Sommerzeit ist Reisezeit. Wer irgendwann im Laufe des Monats die Sommerprüfungen für dieses Semester endgültig hinter sich gebracht hat, kann sich eigentlich entspannt zurücklehnen und für einige Wochen mal gar nichts tun. Doch wer will das schon? Wenn man sich ab der zweiten Semesterhälfte in Hörsaal, Mensa und Co umhört, wird klar, dass der Durchschnitts-HSG’ler den Sommer schon längst durchgeplant hat: Heisser Strandurlaub, Praktikum im Ausland, „Summer in the City“, Abenteuerurlaub und Rucksack-Trekking an den exotischsten Plätzen dieser Erde – es gibt nichts, was es nicht gibt. Und bereits im August brechen dann die Ersten wieder von Neuem auf, um ihr Austauschsemester anzutreten.

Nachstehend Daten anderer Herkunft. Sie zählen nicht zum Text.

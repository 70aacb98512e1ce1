pub mod splice;
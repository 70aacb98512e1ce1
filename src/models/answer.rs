use serde::{Deserialize, Serialize};

/// One answer option of a question. `id` is assigned by the question bank on
/// first save and stays `None` for options created client-side.
#[derive(Debug, Clone, PartialEq, Serialize, Deserialize)]
#[serde(rename_all = "camelCase")]
pub struct Answer {
    #[serde(default)]
    pub id: Option<i64>,
    pub text: String,
    #[serde(default)]
    pub is_correct: bool,
}

impl Answer {
    pub fn new(text: impl Into<String>, is_correct: bool) -> Self {
        Self {
            id: None,
            text: text.into(),
            is_correct,
        }
    }

    /// Blank answers do not count toward a question being answerable.
    pub fn has_text(&self) -> bool {
        !self.text.trim().is_empty()
    }
}
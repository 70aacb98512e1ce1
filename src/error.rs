pub type Result<T> = std::result::Result<T, Error>;

#[derive(Debug, thiserror::Error)]
pub enum Error {
    #[error("Configuration error: {0}")]
    Config(String),

    #[error("{entity} index {index} out of range (len {len})")]
    IndexOutOfRange {
        entity: &'static str,
        index: usize,
        len: usize,
    },

    #[error("Question set is not ready to save: {0}")]
    Incomplete(String),

    #[error("A save is already in flight")]
    SaveInFlight,

    #[error("Failed to load from the question bank: {0}")]
    RemoteLoad(String),

    #[error("Failed to save to the question bank: {0}")]
    RemoteSave(String),

    #[error("Validation error: {0}")]
    Validation(#[from] validator::ValidationErrors),

    #[error("JSON error: {0}")]
    Json(#[from] serde_json::Error),

    #[error("HTTP error: {0}")]
    Reqwest(#[from] reqwest::Error),

    #[error(transparent)]
    Anyhow(#[from] anyhow::Error),
}

impl Error {
    pub fn out_of_range(entity: &'static str, index: usize, len: usize) -> Self {
        Error::IndexOutOfRange { entity, index, len }
    }
}
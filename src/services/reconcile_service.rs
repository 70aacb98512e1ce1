use crate::models::answer_type::AnswerTypeCatalog;
use crate::models::question::Question;
use crate::models::question_set::QuestionSet;

/// Restores a question's correctness state after any mutation that can break
/// it: answer-type changes, answer insertion/removal, cross-question moves.
pub struct Reconciler;

impl Reconciler {
    /// Re-derive a consistent correctness state for one question.
    ///
    /// Multi-selection: any subset of answers may be correct and the selected
    /// pointer is meaningless, so it is cleared and the flags are left alone.
    /// Single-selection: the first answer marked correct wins, every other
    /// flag is cleared, and `selected_index` points at the winner (or is
    /// `None` when nothing is marked). Idempotent.
    pub fn reconcile(question: &mut Question, multiple: bool) {
        if multiple {
            question.selected_index = None;
            return;
        }

        let first_correct = question.answers.iter().position(|a| a.is_correct);
        for (index, answer) in question.answers.iter_mut().enumerate() {
            answer.is_correct = Some(index) == first_correct;
        }
        question.selected_index = first_correct;
    }

    /// Reconcile every question in the document. Used after load, reset and
    /// canonical-response adoption, where `selected_index` has to be rebuilt
    /// because it is not part of the wire format.
    pub fn reconcile_all(document: &mut QuestionSet, catalog: &AnswerTypeCatalog) {
        for question in &mut document.questions {
            let multiple = catalog.is_multi_selection(question.answer_type_id);
            Self::reconcile(question, multiple);
        }
    }
}

#[cfg(test)]
mod tests {
    use super::*;
    use crate::models::answer::Answer;

    fn question(flags: &[bool]) -> Question {
        let mut q = Question::new("q", 1);
        q.answers = flags
            .iter()
            .enumerate()
            .map(|(i, &correct)| Answer::new(format!("a{}", i), correct))
            .collect();
        q
    }

    #[test]
    fn single_selection_keeps_first_correct_only() {
        let mut q = question(&[false, true, true]);
        Reconciler::reconcile(&mut q, false);

        assert_eq!(q.selected_index, Some(1));
        let flags: Vec<bool> = q.answers.iter().map(|a| a.is_correct).collect();
        assert_eq!(flags, vec![false, true, false]);
    }

    #[test]
    fn single_selection_with_no_correct_clears_pointer() {
        let mut q = question(&[false, false]);
        Reconciler::reconcile(&mut q, false);

        assert_eq!(q.selected_index, None);
        assert!(q.answers.iter().all(|a| !a.is_correct));
    }

    #[test]
    fn multi_selection_leaves_flags_and_clears_pointer() {
        let mut q = question(&[true, false, true]);
        q.selected_index = Some(0);
        Reconciler::reconcile(&mut q, true);

        assert_eq!(q.selected_index, None);
        let flags: Vec<bool> = q.answers.iter().map(|a| a.is_correct).collect();
        assert_eq!(flags, vec![true, false, true]);
    }

    #[test]
    fn reconcile_is_idempotent() {
        for multiple in [false, true] {
            let mut once = question(&[true, true, false]);
            Reconciler::reconcile(&mut once, multiple);
            let mut twice = once.clone();
            Reconciler::reconcile(&mut twice, multiple);
            assert_eq!(once, twice);
        }
    }

    #[test]
    fn empty_question_is_handled() {
        let mut q = question(&[]);
        Reconciler::reconcile(&mut q, false);
        assert_eq!(q.selected_index, None);
    }
}
use chrono::{DateTime, Utc};
use serde::{Deserialize, Serialize};

use super::question::Question;

pub const SPLIT_COUNT_MIN: i32 = 1;
pub const SPLIT_COUNT_MAX: i32 = 2;
pub const ATTEMPT_LIMIT_MIN: i32 = 0;
pub const ATTEMPT_LIMIT_MAX: i32 = 2;

/// Test-wide settings. `attempt_limit` of 0 means unlimited attempts.
#[derive(Debug, Clone, PartialEq, Serialize, Deserialize)]
#[serde(rename_all = "camelCase")]
pub struct TestSettings {
    #[serde(default)]
    pub randomize_order: bool,
    #[serde(default)]
    pub reveal_incorrect: bool,
    #[serde(default)]
    pub scored: bool,
    #[serde(default = "default_split_count")]
    pub split_count: i32,
    #[serde(default)]
    pub attempt_limit: i32,
}

fn default_split_count() -> i32 {
    SPLIT_COUNT_MIN
}

impl Default for TestSettings {
    fn default() -> Self {
        Self {
            randomize_order: false,
            reveal_incorrect: false,
            scored: false,
            split_count: SPLIT_COUNT_MIN,
            attempt_limit: ATTEMPT_LIMIT_MIN,
        }
    }
}

/// A chapter's test as held by the question bank: ordered questions plus the
/// test-wide settings. `updated_at` is set by the bank on the canonical
/// document and is informational on the client.
#[derive(Debug, Clone, PartialEq, Serialize, Deserialize)]
#[serde(rename_all = "camelCase")]
pub struct QuestionSet {
    #[serde(default)]
    pub settings: TestSettings,
    #[serde(default)]
    pub questions: Vec<Question>,
    #[serde(default, skip_serializing_if = "Option::is_none")]
    pub updated_at: Option<DateTime<Utc>>,
}

impl QuestionSet {
    pub fn empty() -> Self {
        Self {
            settings: TestSettings::default(),
            questions: Vec::new(),
            updated_at: None,
        }
    }
}
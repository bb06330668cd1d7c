// crates/batch-ledger-core/src/model/identifiers.rs
// ============================================================================
// Module: Batch Ledger Identifiers
// Description: Store-assigned identifiers for instances and executions.
// Purpose: Keep the three id spaces distinct at the type level.
// Dependencies: serde
// ============================================================================

//! ## Overview
//! Every ledger row is addressed by a store-assigned, 1-based integer id.
//! Ids serialize as plain numbers. Separate newtypes stop a job execution id
//! from being passed where a step execution id is expected.

// ============================================================================
// SECTION: Imports
// ============================================================================

use std::fmt;
use std::num::NonZeroU64;

use serde::Deserialize;
use serde::Serialize;

// ============================================================================
// SECTION: Identifier Types
// ============================================================================

/// Job instance identifier assigned by the store at creation.
///
/// # Invariants
/// - Always >= 1 (non-zero, 1-based).
#[derive(Debug, Clone, Copy, PartialEq, Eq, Hash, PartialOrd, Ord, Serialize, Deserialize)]
#[serde(transparent)]
pub struct JobInstanceId(NonZeroU64);

impl JobInstanceId {
    /// Creates a new job instance identifier from a non-zero value.
    #[must_use]
    pub const fn new(id: NonZeroU64) -> Self {
        Self(id)
    }

    /// Creates a job instance identifier from a raw value (returns `None` if zero).
    #[must_use]
    pub fn from_raw(raw: u64) -> Option<Self> {
        NonZeroU64::new(raw).map(Self)
    }

    /// Returns the raw identifier value (always >= 1).
    #[must_use]
    pub const fn get(self) -> u64 {
        self.0.get()
    }
}

impl fmt::Display for JobInstanceId {
    fn fmt(&self, f: &mut fmt::Formatter<'_>) -> fmt::Result {
        self.0.get().fmt(f)
    }
}

/// Job execution identifier assigned by the store at creation.
///
/// # Invariants
/// - Always >= 1 (non-zero, 1-based).
#[derive(Debug, Clone, Copy, PartialEq, Eq, Hash, PartialOrd, Ord, Serialize, Deserialize)]
#[serde(transparent)]
pub struct JobExecutionId(NonZeroU64);

impl JobExecutionId {
    /// Creates a new job execution identifier from a non-zero value.
    #[must_use]
    pub const fn new(id: NonZeroU64) -> Self {
        Self(id)
    }

    /// Creates a job execution identifier from a raw value (returns `None` if zero).
    #[must_use]
    pub fn from_raw(raw: u64) -> Option<Self> {
        NonZeroU64::new(raw).map(Self)
    }

    /// Returns the raw identifier value (always >= 1).
    #[must_use]
    pub const fn get(self) -> u64 {
        self.0.get()
    }
}

impl fmt::Display for JobExecutionId {
    fn fmt(&self, f: &mut fmt::Formatter<'_>) -> fmt::Result {
        self.0.get().fmt(f)
    }
}

/// Step execution identifier assigned by the store at creation.
///
/// # Invariants
/// - Always >= 1 (non-zero, 1-based).
#[derive(Debug, Clone, Copy, PartialEq, Eq, Hash, PartialOrd, Ord, Serialize, Deserialize)]
#[serde(transparent)]
pub struct StepExecutionId(NonZeroU64);

impl StepExecutionId {
    /// Creates a new step execution identifier from a non-zero value.
    #[must_use]
    pub const fn new(id: NonZeroU64) -> Self {
        Self(id)
    }

    /// Creates a step execution identifier from a raw value (returns `None` if zero).
    #[must_use]
    pub fn from_raw(raw: u64) -> Option<Self> {
        NonZeroU64::new(raw).map(Self)
    }

    /// Returns the raw identifier value (always >= 1).
    #[must_use]
    pub const fn get(self) -> u64 {
        self.0.get()
    }
}

impl fmt::Display for StepExecutionId {
    fn fmt(&self, f: &mut fmt::Formatter<'_>) -> fmt::Result {
        self.0.get().fmt(f)
    }
}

Für alle, die sich auf ihr Ziel in der Fremde auf die etwas andere Art vorbereiten möchten, empfiehlt sich die Serie „Lesen & Reisen: Gebrauchsanweisung für …“ des Münchner Piper-Verlags. Unter dem Motto „Wohin Sie auch reisen, mit diesen Büchern sind Sie schon dort“ vermitteln die meist rund 200-seitigen Büchlein einen kurzweiligen Einblick in fremde Länder, Sitten und Bräuche. Den Autoren, in der Regel Auslandskorrespondenten, Auswanderer oder zum Teil auch Einheimische, geht es dabei weniger darum, politisch korrekt und übertrieben sachlich eine tiefgründige Analyse eines Kulturkreises abzuliefern. Vielmehr handelt es sich tatsächlich um nützliche Gebrauchsanweisungen, welche stets mit einem Augenzwinkern, viel Witz und Liebe zum Detail, sowie zu dem jeweiligen Land und seinen Leuten geschrieben sind. Das heisst auch, dass alle diejenigen, die einen Reiseführer dazu nutzen, um beim Sightseeing alle Sehenswürdigkeiten und Attraktionen schnellstmöglich abhaken zu können, mit dieser Reihe schlecht bedient sind: Kein einziger Band versucht krampfhaft, sich durch besonders ausgefallene Reisetipps, Hinweise auf „super-trendy“ Clubs oder auch Empfehlungen für „ökologisch korrektes Dining und Shopping“ am Reiseziel (der letzte Schrei etwa in den beliebten Kurz-Reiseführern à la Marco Polo, Merian oder Dumont um die 18 CHF, auch wenn dabei natürlich der Coolness-Faktor nie zu kurz kommen darf) besonders hervorzutun. Stattdessen vermitteln die Autoren generelle Impressionen von „ihren“ Ländern, Regionen oder Städten sowie deren Bewohnern, weisen nur sehr vereinzelt auf besonders Sehenswertes hin und warnen vor den Tücken des Alltags. Das Ganze kommt weder ermüdend-belehrend noch gewollt schick und modern im knappen Telegrammstil (und mit hippen „City-Ansichten“) daher, sondern spritzig-amüsant und in kurzen Kapiteln im bildbefreiten Fliesstext. Und weil in so vielen Klischees ja doch ein wahrer Kern steckt, werden auch diese genüsslich zitiert, mit eigenen Erfahrungen untermauert oder entkräftet, bedient oder verworfen. So ergibt sich zwar nicht zwangsweise eine reine Ansammlung klassischer Stereotypen, doch die traditionellen Bilder der einzelnen Nationen finden sich doch an der einen oder anderen Stelle recht deutlich wieder.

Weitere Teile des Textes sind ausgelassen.